■ What is needed ■
From the entries that follow, gather each line holding the word "AuthConfig".

+ + + + +

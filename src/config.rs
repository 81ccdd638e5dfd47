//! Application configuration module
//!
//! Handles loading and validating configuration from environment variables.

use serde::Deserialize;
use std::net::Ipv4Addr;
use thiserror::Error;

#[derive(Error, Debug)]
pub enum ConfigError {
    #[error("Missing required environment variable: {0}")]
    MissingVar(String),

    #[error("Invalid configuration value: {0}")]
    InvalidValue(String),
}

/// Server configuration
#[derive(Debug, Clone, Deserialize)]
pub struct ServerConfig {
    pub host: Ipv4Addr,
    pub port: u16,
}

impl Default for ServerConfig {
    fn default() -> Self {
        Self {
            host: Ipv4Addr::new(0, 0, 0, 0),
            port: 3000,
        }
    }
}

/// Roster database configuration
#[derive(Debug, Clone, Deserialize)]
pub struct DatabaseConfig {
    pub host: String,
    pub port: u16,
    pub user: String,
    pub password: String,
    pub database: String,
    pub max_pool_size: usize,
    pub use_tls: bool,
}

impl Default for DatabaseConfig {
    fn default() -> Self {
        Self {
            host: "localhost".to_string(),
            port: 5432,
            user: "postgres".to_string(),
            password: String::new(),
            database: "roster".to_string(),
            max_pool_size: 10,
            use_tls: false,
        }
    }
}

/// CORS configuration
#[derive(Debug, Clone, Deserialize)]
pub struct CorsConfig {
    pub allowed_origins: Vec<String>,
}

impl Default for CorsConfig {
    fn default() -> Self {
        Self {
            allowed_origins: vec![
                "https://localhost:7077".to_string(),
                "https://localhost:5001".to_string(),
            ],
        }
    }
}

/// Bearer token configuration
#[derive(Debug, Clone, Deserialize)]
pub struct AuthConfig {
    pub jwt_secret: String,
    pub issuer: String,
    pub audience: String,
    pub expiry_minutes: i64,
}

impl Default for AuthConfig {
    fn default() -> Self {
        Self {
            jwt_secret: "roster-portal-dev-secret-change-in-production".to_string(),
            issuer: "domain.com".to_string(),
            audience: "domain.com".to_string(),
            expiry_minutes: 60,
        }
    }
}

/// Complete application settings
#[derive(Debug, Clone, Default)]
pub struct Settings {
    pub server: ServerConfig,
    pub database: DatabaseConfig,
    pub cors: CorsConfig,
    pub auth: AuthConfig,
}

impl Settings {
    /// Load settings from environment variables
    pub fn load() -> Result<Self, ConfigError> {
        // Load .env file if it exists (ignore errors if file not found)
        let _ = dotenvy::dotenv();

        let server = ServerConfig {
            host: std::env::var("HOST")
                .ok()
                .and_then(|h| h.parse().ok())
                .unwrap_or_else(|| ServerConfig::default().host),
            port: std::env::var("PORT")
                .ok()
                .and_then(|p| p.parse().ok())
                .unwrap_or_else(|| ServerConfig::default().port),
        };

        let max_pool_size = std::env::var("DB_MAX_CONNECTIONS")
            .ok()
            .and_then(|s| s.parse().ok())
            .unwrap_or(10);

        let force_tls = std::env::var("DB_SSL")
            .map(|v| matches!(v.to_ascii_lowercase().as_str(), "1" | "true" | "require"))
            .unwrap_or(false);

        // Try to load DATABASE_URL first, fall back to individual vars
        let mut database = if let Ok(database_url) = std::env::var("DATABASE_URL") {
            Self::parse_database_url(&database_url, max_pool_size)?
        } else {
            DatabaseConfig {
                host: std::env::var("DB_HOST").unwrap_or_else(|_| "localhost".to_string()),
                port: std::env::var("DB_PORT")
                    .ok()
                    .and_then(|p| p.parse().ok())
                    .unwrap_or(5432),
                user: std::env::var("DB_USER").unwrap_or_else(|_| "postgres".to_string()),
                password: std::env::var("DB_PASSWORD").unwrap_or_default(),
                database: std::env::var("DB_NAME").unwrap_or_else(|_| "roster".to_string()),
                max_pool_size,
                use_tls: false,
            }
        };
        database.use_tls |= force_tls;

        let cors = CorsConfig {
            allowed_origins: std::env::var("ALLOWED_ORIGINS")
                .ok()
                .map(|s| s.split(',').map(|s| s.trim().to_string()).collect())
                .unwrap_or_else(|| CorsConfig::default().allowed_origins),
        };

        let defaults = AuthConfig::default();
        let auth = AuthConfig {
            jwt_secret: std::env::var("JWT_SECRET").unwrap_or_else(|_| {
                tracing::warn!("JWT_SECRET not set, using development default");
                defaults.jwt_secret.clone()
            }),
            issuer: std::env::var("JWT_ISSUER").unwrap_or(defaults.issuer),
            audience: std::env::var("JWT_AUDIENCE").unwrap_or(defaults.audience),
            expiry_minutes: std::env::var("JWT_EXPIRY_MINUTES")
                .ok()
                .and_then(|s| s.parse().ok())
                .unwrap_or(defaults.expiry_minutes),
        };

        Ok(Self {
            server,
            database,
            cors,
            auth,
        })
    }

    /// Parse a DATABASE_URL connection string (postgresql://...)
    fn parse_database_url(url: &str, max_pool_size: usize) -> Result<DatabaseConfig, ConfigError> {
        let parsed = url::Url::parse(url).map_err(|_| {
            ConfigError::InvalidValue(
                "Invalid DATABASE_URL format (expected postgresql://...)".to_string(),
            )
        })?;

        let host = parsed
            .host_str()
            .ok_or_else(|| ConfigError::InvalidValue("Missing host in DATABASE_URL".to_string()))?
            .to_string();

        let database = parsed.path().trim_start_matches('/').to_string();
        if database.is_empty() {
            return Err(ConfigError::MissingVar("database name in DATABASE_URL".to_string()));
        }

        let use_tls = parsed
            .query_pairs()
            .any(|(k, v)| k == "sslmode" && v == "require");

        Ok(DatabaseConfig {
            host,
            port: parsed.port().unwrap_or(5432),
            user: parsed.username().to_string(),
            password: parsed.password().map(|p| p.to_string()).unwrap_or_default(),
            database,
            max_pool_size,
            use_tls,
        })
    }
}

+ + + + +

■ Output of the task ■
pub struct AuthConfig {
impl Default for AuthConfig {
    pub auth: AuthConfig,
        let defaults = AuthConfig::default();
        let auth = AuthConfig {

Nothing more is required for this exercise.